The Chai Wine Vault authenticates wine through a process that captures 90+ data points, including the bottle’s ownership, storage history, bottle glass, cork, label, and even the glue used on each label. Once this data is captured and high resolution photos are taken, a digital thumbprint is created. This thumbprint is then stored on a counterfeit resistant tag that is attached to the bottle top or capsule, and a permanent record on the blockchain is created. Deactivation alarms also mean the system will be alerted if the wine has been broken into or opened, working to eliminate fraud via refilling and resealing bottles labelled with expensive names and vineyards.

Each time the wine is sold to new owners the digital proof is updated, adding a layer of transparency to every stage of the bottle’s journey through the supply chain. Blockchain has meant a digital turning point for the wine industry — preserving the provenance of fine wine and fundamentally changing the way luxury goods are exchanged. While wine producers and traders are assured the digital timestamps are accurate and record keeping by previous owners has not been tampered with, wine buyers and collectors can feel confident in the digital verification, authenticity and value of their asset for years to come.

At AgriDigital, our vision is for simple, easy, and secure supply chains from farmer to consumer and we believe blockchain is crucial to unlocking this. In a 2017 pilot project, we worked with CBH Group, Australia’s largest exporter of grain. One of the primary objectives of this project was to verify a batch of organic oats on the blockchain by tracing the movement of organic oats from the farmgate, through processing and milling to a retail customer. In the pilot, AgriDigital’s commodity management platform in conjunction with Geora (the blockchain protocol developed by AgriDigital and now being open-sourced to the broader community as Geora), were used to record essential data on the provenance, storage, transport and batch treatment of the oats. These data points were bundled into various assertions, with each assertion representing an event or claim critical to proving the oats were indeed organic all the way through supply chain from farm to shelf. The assertions were then hashed and recorded on the blockchain layer. Using a complex analytics model, scanning a QR code at the point of sale produced a report either confirming or denying the organic status of the oats.
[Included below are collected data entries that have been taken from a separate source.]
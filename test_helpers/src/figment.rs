//! `figment::Jail` plumbing for configuration tests.

use anyhow::{Result, anyhow};

/// Run `f` inside a [`figment::Jail`] and return its value.
///
/// The jail changes into a fresh directory and restores the environment when
/// it ends, even if `f` fails.
///
/// # Errors
///
/// Returns an error if the jail cannot be set up or `f` fails.
pub fn with_jail<F, T>(f: F) -> Result<T>
where
    F: FnOnce(&mut figment::Jail) -> figment::error::Result<T>,
{
    let mut output = None;
    figment::Jail::try_with(|jail| {
        output = Some(f(jail)?);
        Ok(())
    })
    .map_err(|err| anyhow!(err.to_string()))?;
    output.ok_or_else(|| anyhow!("jail closure did not return a value"))
}

/// Convert any displayable error into a [`figment::Error`] so `?` works
/// inside a jail closure.
#[expect(
    clippy::needless_pass_by_value,
    reason = "used with map_err, which hands over owned errors"
)]
pub fn jail_error<E: ToString>(err: E) -> figment::Error {
    figment::Error::from(err.to_string())
}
Whilst blockchain is still in its infancy, particularly in the grains and cotton industries, at AgriDigital we are dedicated to digitizing the supply chain and future proofing through the implementation of blockchain and complementary technologies thereby improving the traceability and transparency of food and fibre. Blockchain can also be used to drive back-office efficiencies through smart contract driven workflows and reducing risk for financiers and sellers. Stay tuned for how we are using blockchain as part of our inventory supply chain finance products enabling previously under or unbanked sectors of the grains and cotton industries to access flexible working capital. We are passionate about building digital trust between supply chain participants and see this as key to increasing efficiency across markets, eliminating food fraud and improving food safety for consumers.